== ACTION ITEM ==
Please filter the data below down to the lines holding the string "AppState".

##### TASK INPUTS

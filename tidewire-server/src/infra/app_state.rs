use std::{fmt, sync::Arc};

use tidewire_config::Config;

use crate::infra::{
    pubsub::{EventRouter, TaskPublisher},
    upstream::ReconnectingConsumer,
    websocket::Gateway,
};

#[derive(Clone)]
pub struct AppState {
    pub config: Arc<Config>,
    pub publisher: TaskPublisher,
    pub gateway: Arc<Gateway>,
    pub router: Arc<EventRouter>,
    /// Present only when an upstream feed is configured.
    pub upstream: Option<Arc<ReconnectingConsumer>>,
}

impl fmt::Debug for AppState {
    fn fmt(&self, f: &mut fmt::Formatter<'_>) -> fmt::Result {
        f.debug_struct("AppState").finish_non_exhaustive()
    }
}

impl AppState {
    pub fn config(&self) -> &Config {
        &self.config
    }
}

##########
##### TASK INPUTS

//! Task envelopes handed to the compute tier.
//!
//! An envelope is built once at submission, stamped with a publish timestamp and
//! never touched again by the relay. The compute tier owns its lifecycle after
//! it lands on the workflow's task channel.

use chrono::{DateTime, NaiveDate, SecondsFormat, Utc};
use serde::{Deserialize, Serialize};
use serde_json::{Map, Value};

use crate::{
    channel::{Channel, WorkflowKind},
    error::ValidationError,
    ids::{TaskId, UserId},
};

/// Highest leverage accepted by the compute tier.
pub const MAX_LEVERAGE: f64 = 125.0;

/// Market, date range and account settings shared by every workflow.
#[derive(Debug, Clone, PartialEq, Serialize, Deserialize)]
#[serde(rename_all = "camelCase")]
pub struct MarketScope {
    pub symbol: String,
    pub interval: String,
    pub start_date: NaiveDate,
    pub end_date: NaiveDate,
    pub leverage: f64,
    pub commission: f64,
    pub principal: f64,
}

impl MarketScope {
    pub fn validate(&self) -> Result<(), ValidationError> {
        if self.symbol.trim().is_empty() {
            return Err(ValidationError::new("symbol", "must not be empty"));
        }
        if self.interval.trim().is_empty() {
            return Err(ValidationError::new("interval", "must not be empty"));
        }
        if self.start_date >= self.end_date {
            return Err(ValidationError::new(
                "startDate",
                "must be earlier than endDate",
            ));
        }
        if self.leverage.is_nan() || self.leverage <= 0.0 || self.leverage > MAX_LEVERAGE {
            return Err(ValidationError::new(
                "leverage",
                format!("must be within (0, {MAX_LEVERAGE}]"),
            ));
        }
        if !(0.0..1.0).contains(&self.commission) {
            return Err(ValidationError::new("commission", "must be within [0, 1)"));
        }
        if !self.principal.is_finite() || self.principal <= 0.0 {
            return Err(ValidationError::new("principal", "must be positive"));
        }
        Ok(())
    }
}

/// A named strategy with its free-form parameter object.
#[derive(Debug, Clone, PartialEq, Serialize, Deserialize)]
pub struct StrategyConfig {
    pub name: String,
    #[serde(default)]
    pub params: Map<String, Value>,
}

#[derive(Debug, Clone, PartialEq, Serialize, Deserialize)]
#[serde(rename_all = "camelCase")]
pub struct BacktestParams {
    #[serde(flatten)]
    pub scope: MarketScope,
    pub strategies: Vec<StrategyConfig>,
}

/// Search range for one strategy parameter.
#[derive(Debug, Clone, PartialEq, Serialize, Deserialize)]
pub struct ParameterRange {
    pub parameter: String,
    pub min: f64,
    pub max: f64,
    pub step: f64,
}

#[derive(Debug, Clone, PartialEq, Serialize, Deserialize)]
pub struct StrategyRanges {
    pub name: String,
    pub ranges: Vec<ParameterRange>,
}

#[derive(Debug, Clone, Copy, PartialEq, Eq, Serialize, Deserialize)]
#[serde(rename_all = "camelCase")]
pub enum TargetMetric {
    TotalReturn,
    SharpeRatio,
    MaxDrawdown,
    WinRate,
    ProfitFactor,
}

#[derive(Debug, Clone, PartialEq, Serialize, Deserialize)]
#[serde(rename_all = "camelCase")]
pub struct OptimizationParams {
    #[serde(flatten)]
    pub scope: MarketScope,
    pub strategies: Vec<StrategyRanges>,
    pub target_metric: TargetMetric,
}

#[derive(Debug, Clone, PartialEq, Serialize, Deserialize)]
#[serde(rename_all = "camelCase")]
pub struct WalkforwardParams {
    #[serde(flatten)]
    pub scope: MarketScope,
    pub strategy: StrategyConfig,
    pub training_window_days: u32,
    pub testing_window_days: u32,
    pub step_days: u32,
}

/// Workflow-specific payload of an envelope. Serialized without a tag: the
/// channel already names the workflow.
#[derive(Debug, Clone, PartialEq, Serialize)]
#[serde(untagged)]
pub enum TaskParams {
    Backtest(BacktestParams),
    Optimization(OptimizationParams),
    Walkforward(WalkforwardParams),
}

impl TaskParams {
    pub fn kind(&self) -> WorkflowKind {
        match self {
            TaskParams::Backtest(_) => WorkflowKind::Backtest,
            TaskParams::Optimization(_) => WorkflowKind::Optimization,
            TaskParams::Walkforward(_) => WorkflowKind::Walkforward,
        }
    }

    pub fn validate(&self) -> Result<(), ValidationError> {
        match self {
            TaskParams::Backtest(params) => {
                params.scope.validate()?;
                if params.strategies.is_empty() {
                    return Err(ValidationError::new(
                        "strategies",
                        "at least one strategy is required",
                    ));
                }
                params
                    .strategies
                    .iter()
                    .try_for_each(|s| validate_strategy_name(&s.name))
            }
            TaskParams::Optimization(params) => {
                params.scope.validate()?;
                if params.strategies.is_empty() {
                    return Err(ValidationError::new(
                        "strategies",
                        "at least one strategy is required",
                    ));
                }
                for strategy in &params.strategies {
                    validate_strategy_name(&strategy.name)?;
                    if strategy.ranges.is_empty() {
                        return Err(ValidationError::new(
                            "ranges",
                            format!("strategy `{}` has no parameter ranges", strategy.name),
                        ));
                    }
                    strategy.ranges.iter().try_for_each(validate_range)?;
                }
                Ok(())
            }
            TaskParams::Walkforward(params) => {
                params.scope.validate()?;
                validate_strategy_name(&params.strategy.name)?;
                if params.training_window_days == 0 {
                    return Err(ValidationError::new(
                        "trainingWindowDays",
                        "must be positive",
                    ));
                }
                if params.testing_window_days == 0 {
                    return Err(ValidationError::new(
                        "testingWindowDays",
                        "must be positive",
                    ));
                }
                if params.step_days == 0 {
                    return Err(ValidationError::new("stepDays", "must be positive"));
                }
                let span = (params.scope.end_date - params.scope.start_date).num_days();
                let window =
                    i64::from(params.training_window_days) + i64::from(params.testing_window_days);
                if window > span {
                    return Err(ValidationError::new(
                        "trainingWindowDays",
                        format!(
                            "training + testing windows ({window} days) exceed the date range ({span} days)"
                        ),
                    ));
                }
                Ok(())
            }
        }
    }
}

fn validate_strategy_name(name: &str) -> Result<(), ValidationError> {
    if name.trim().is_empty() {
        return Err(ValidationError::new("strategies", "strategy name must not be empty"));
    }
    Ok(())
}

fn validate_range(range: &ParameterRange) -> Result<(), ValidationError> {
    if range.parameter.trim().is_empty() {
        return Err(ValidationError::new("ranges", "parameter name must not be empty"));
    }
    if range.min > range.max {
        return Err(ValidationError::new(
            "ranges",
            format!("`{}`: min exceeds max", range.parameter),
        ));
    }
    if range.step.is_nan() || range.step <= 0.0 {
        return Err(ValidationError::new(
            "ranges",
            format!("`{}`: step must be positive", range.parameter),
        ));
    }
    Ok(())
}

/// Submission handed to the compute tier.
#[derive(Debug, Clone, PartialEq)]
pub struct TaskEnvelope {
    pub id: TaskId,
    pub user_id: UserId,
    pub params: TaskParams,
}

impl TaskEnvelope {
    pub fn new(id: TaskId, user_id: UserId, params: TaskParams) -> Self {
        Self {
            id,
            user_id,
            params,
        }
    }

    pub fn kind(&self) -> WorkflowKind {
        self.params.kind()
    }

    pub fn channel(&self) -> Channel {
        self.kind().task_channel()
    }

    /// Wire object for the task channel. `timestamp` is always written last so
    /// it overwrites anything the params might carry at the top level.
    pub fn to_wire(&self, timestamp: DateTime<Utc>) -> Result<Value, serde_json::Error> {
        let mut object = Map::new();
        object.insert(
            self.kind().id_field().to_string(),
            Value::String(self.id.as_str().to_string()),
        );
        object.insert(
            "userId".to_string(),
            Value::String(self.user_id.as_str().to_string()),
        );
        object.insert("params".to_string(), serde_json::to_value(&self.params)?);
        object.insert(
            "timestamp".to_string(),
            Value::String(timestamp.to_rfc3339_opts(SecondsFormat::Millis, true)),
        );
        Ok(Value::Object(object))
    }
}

##########

== WRITTEN RESPONSE ==
pub struct AppState {
impl fmt::Debug for AppState {
        f.debug_struct("AppState").finish_non_exhaustive()
impl AppState {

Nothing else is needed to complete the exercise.